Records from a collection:
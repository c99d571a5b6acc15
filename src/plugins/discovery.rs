//! Component discovery.
//!
//! Commands and skills are found by scanning the plugin tree; agents and
//! hooks come only from what the manifest declares. Each kind carries a
//! [`DiscoveryStrategy`] and [`ComponentDiscoverer`] dispatches on it.

use std::path::{Path, PathBuf};

use serde::{Deserialize, Deserializer, Serialize};
use serde_json::{Map, Value};
use tokio::task::JoinHandle;

use super::manifest::{CommandsSpec, HooksSpec, PluginDescriptor};
use super::violation::{Violation, ViolationKind};
use crate::common::{
    SKILL_FILE, display_relative, glob_files, is_skill_file, parse_frontmatter, resolve_relative,
};

pub const NAMESPACE_SEP: char = ':';

#[derive(Debug, Clone, Copy, PartialEq, Eq, Hash, Serialize, Deserialize)]
#[serde(rename_all = "lowercase")]
pub enum ComponentKind {
    Command,
    Skill,
    Agent,
    Hooks,
}

impl std::fmt::Display for ComponentKind {
    fn fmt(&self, f: &mut std::fmt::Formatter<'_>) -> std::fmt::Result {
        match self {
            Self::Command => write!(f, "command"),
            Self::Skill => write!(f, "skill"),
            Self::Agent => write!(f, "agent"),
            Self::Hooks => write!(f, "hooks"),
        }
    }
}

#[derive(Debug, Clone, Copy, PartialEq, Eq)]
pub enum ManifestField {
    Agents,
    Hooks,
}

#[derive(Debug, Clone, Copy, PartialEq, Eq)]
pub enum DiscoveryStrategy {
    /// Glob `pattern` inside `dir` under the plugin root.
    Implicit {
        dir: &'static str,
        pattern: &'static str,
    },
    /// Read verbatim from a manifest field.
    Explicit(ManifestField),
}

impl ComponentKind {
    /// Every kind, in report order.
    pub const ALL: [Self; 4] = [Self::Command, Self::Skill, Self::Agent, Self::Hooks];

    pub fn strategy(self) -> DiscoveryStrategy {
        match self {
            Self::Command => DiscoveryStrategy::Implicit {
                dir: "commands",
                pattern: "*.md",
            },
            Self::Skill => DiscoveryStrategy::Implicit {
                dir: "skills",
                pattern: "*/SKILL.md",
            },
            Self::Agent => DiscoveryStrategy::Explicit(ManifestField::Agents),
            Self::Hooks => DiscoveryStrategy::Explicit(ManifestField::Hooks),
        }
    }
}

/// `plugin-name:resource-name`.
pub fn namespaced(plugin: &str, resource: &str) -> String {
    format!("{plugin}{NAMESPACE_SEP}{resource}")
}

#[derive(Debug, Clone, PartialEq, Eq, Serialize)]
pub struct Component {
    pub kind: ComponentKind,
    pub name: String,
    pub declared_path: String,
    pub path: PathBuf,
}

impl Component {
    fn from_path(kind: ComponentKind, plugin: &str, root: &Path, path: PathBuf) -> Self {
        let stem = path
            .file_stem()
            .map(|s| s.to_string_lossy().into_owned())
            .unwrap_or_default();
        Self {
            kind,
            name: namespaced(plugin, &stem),
            declared_path: display_relative(root, &path),
            path,
        }
    }

    fn from_declared(kind: ComponentKind, plugin: &str, root: &Path, declared: &str) -> Self {
        let path = resolve_relative(root, declared);
        let mut component = Self::from_path(kind, plugin, root, path);
        component.declared_path = declared.to_string();
        component
    }
}

fn tool_list<'de, D>(deserializer: D) -> Result<Vec<String>, D::Error>
where
    D: Deserializer<'de>,
{
    #[derive(Deserialize)]
    #[serde(untagged)]
    enum Tools {
        Csv(String),
        List(Vec<String>),
    }

    Ok(match Tools::deserialize(deserializer)? {
        Tools::Csv(csv) => csv
            .split(',')
            .map(str::trim)
            .filter(|t| !t.is_empty())
            .map(String::from)
            .collect(),
        Tools::List(list) => list,
    })
}

/// YAML frontmatter of a `SKILL.md` file.
#[derive(Debug, Clone, PartialEq, Eq, Serialize, Deserialize)]
pub struct SkillFrontmatter {
    pub name: String,
    pub description: String,
    #[serde(
        default,
        alias = "allowed-tools",
        deserialize_with = "tool_list",
        skip_serializing_if = "Vec::is_empty"
    )]
    pub allowed_tools: Vec<String>,
    #[serde(default, skip_serializing_if = "Option::is_none")]
    pub model: Option<String>,
}

#[derive(Debug, Clone, PartialEq, Eq, Serialize)]
pub struct SkillComponent {
    #[serde(flatten)]
    pub component: Component,
    pub frontmatter: SkillFrontmatter,
    #[serde(skip)]
    pub raw_frontmatter: String,
}

#[derive(Debug, Clone, PartialEq, Serialize)]
#[serde(rename_all = "lowercase")]
pub enum HooksSource {
    File(Component),
    Inline(Map<String, Value>),
}

/// Everything one discovery pass found. Recomputed on every pass.
#[derive(Debug, Clone, PartialEq, Serialize)]
pub struct ComponentSet {
    pub plugin: String,
    pub root_dir: PathBuf,
    pub commands: Vec<Component>,
    pub skills: Vec<SkillComponent>,
    pub agents: Vec<Component>,
    #[serde(skip_serializing_if = "Option::is_none")]
    pub hooks: Option<HooksSource>,
}

impl ComponentSet {
    fn empty(plugin: &PluginDescriptor) -> Self {
        Self {
            plugin: plugin.name().to_string(),
            root_dir: plugin.root_dir().to_path_buf(),
            commands: Vec::new(),
            skills: Vec::new(),
            agents: Vec::new(),
            hooks: None,
        }
    }

    /// Every file-backed component, in kind order.
    pub fn files(&self) -> impl Iterator<Item = &Component> {
        let hooks_file = match &self.hooks {
            Some(HooksSource::File(component)) => Some(component),
            _ => None,
        };
        self.commands
            .iter()
            .chain(self.skills.iter().map(|s| &s.component))
            .chain(self.agents.iter())
            .chain(hooks_file)
    }

    pub fn len(&self) -> usize {
        self.commands.len()
            + self.skills.len()
            + self.agents.len()
            + usize::from(self.hooks.is_some())
    }

    pub fn is_empty(&self) -> bool {
        self.len() == 0
    }
}

#[derive(Debug, Clone)]
pub struct Discovery {
    pub components: ComponentSet,
    pub warnings: Vec<Violation>,
}

enum ScanRoot<'a> {
    Directory(PathBuf),
    /// The manifest lists the files; nothing is globbed.
    Listed(&'a [String]),
}

/// A glob running on the blocking pool.
struct Scan {
    kind: ComponentKind,
    location: String,
    pattern: &'static str,
    task: JoinHandle<Result<Vec<PathBuf>, glob::PatternError>>,
}

impl Scan {
    fn spawn(kind: ComponentKind, root: &Path, base: PathBuf, pattern: &'static str) -> Self {
        let location = display_relative(root, &base);
        let task = tokio::task::spawn_blocking(move || glob_files(&base, pattern));
        Self {
            kind,
            location,
            pattern,
            task,
        }
    }

    async fn finish(self, warnings: &mut Vec<Violation>) -> Vec<PathBuf> {
        match self.task.await {
            Ok(Ok(paths)) => paths,
            Ok(Err(e)) => {
                warnings.push(Violation::new(
                    ViolationKind::DanglingReference,
                    self.location,
                    format!("invalid discovery pattern '{}': {e}", self.pattern),
                ));
                Vec::new()
            }
            Err(e) => {
                tracing::warn!("Scan for {} files in {} failed: {}", self.kind, self.location, e);
                warnings.push(Violation::new(
                    ViolationKind::UnreadableFile,
                    self.location,
                    format!("cannot scan for {} files: {e}", self.kind),
                ));
                Vec::new()
            }
        }
    }
}

pub struct ComponentDiscoverer;

impl ComponentDiscoverer {
    pub async fn discover(plugin: &PluginDescriptor) -> Discovery {
        let root = plugin.root_dir();
        let mut components = ComponentSet::empty(plugin);
        let mut warnings = Vec::new();
        let mut found = Vec::new();
        let mut scans = Vec::new();

        for kind in ComponentKind::ALL {
            match kind.strategy() {
                DiscoveryStrategy::Implicit { dir, pattern } => {
                    match Self::scan_root(plugin, kind, dir, &mut warnings) {
                        ScanRoot::Directory(base) => {
                            scans.push(Scan::spawn(kind, root, base, pattern));
                        }
                        ScanRoot::Listed(files) => found.extend(
                            files
                                .iter()
                                .map(|f| Component::from_declared(kind, plugin.name(), root, f)),
                        ),
                    }
                }
                DiscoveryStrategy::Explicit(field) => {
                    found.extend(Self::read_field(plugin, kind, field, &mut components));
                }
            }
        }

        // all scans are already running; join them in kind order
        for scan in scans {
            let kind = scan.kind;
            for path in scan.finish(&mut warnings).await {
                found.push(Component::from_path(kind, plugin.name(), root, path));
            }
        }

        for component in found {
            Self::admit(plugin, &mut components, component, &mut warnings).await;
        }

        tracing::debug!(
            "Discovered {} command(s), {} skill(s), {} agent(s) for plugin '{}'",
            components.commands.len(),
            components.skills.len(),
            components.agents.len(),
            plugin.name()
        );

        Discovery {
            components,
            warnings,
        }
    }

    /// A `commands` entry in the manifest moves the scan to another
    /// directory or replaces it with a list of files.
    fn scan_root<'a>(
        plugin: &'a PluginDescriptor,
        kind: ComponentKind,
        dir: &str,
        warnings: &mut Vec<Violation>,
    ) -> ScanRoot<'a> {
        let commands = match kind {
            ComponentKind::Command => plugin.manifest().commands.as_ref(),
            _ => None,
        };

        match commands {
            None => ScanRoot::Directory(plugin.component_dir(dir)),
            Some(CommandsSpec::Directory(declared)) => {
                let base = resolve_relative(plugin.root_dir(), declared);
                if !base.is_dir() {
                    warnings.push(Violation::new(
                        ViolationKind::DanglingReference,
                        "commands",
                        format!("commands directory '{declared}' does not exist"),
                    ));
                }
                ScanRoot::Directory(base)
            }
            Some(CommandsSpec::Files(files)) => ScanRoot::Listed(files),
        }
    }

    fn read_field(
        plugin: &PluginDescriptor,
        kind: ComponentKind,
        field: ManifestField,
        components: &mut ComponentSet,
    ) -> Vec<Component> {
        let declared =
            |path: &str| Component::from_declared(kind, plugin.name(), plugin.root_dir(), path);

        match field {
            ManifestField::Agents => plugin
                .manifest()
                .agents
                .iter()
                .map(|agent| declared(agent))
                .collect(),
            ManifestField::Hooks => match &plugin.manifest().hooks {
                Some(HooksSpec::File(path)) => vec![declared(path)],
                Some(HooksSpec::Inline(map)) => {
                    components.hooks = Some(HooksSource::Inline(map.clone()));
                    Vec::new()
                }
                None => Vec::new(),
            },
        }
    }

    async fn admit(
        plugin: &PluginDescriptor,
        components: &mut ComponentSet,
        component: Component,
        warnings: &mut Vec<Violation>,
    ) {
        match component.kind {
            ComponentKind::Command => components.commands.push(component),
            ComponentKind::Agent => components.agents.push(component),
            ComponentKind::Hooks => components.hooks = Some(HooksSource::File(component)),
            ComponentKind::Skill => {
                if let Some(skill) = Self::load_skill(plugin, component, warnings).await {
                    components.skills.push(skill);
                }
            }
        }
    }

    /// Skills without readable, complete frontmatter are left out.
    async fn load_skill(
        plugin: &PluginDescriptor,
        mut component: Component,
        warnings: &mut Vec<Violation>,
    ) -> Option<SkillComponent> {
        if !is_skill_file(&component.path) {
            return None;
        }
        let location = component.declared_path.clone();

        let content = match tokio::fs::read_to_string(&component.path).await {
            Ok(content) => content,
            Err(e) => {
                tracing::warn!("Failed to read skill {}: {}", component.path.display(), e);
                warnings.push(Violation::new(
                    ViolationKind::UnreadableFile,
                    location,
                    format!("cannot read {SKILL_FILE}: {e}"),
                ));
                return None;
            }
        };

        let doc = match parse_frontmatter::<SkillFrontmatter>(&content) {
            Ok(doc) => doc,
            Err(e) => {
                tracing::warn!("Excluding skill {}: {}", component.path.display(), e);
                warnings.push(Violation::new(
                    ViolationKind::InvalidFrontmatter,
                    location,
                    e.to_string(),
                ));
                return None;
            }
        };

        let frontmatter = doc.frontmatter;
        if frontmatter.name.trim().is_empty() || frontmatter.description.trim().is_empty() {
            warnings.push(Violation::new(
                ViolationKind::InvalidFrontmatter,
                location,
                "frontmatter requires a non-empty name and description",
            ));
            return None;
        }

        component.name = namespaced(plugin.name(), &frontmatter.name);
        Some(SkillComponent {
            component,
            frontmatter,
            raw_frontmatter: doc.raw_frontmatter,
        })
    }
}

__WHAT IS NEEDED__
Please output only the lines from the first line of the entries through the line with "pub enum ComponentKind", both included, exactly as written.

__ANSWER SPACE__
repository c99d571a5b6acc15
filename src/plugins/discovery.rs
//! Component discovery.
//!
//! Commands and skills are found by scanning the plugin tree; agents and
//! hooks come only from what the manifest declares. Each kind carries a
//! [`DiscoveryStrategy`] and [`ComponentDiscoverer`] dispatches on it.

use std::path::{Path, PathBuf};

use serde::{Deserialize, Deserializer, Serialize};
use serde_json::{Map, Value};
use tokio::task::JoinHandle;

use super::manifest::{CommandsSpec, HooksSpec, PluginDescriptor};
use super::violation::{Violation, ViolationKind};
use crate::common::{
    SKILL_FILE, display_relative, glob_files, is_skill_file, parse_frontmatter, resolve_relative,
};

pub const NAMESPACE_SEP: char = ':';

#[derive(Debug, Clone, Copy, PartialEq, Eq, Hash, Serialize, Deserialize)]
#[serde(rename_all = "lowercase")]
pub enum ComponentKind {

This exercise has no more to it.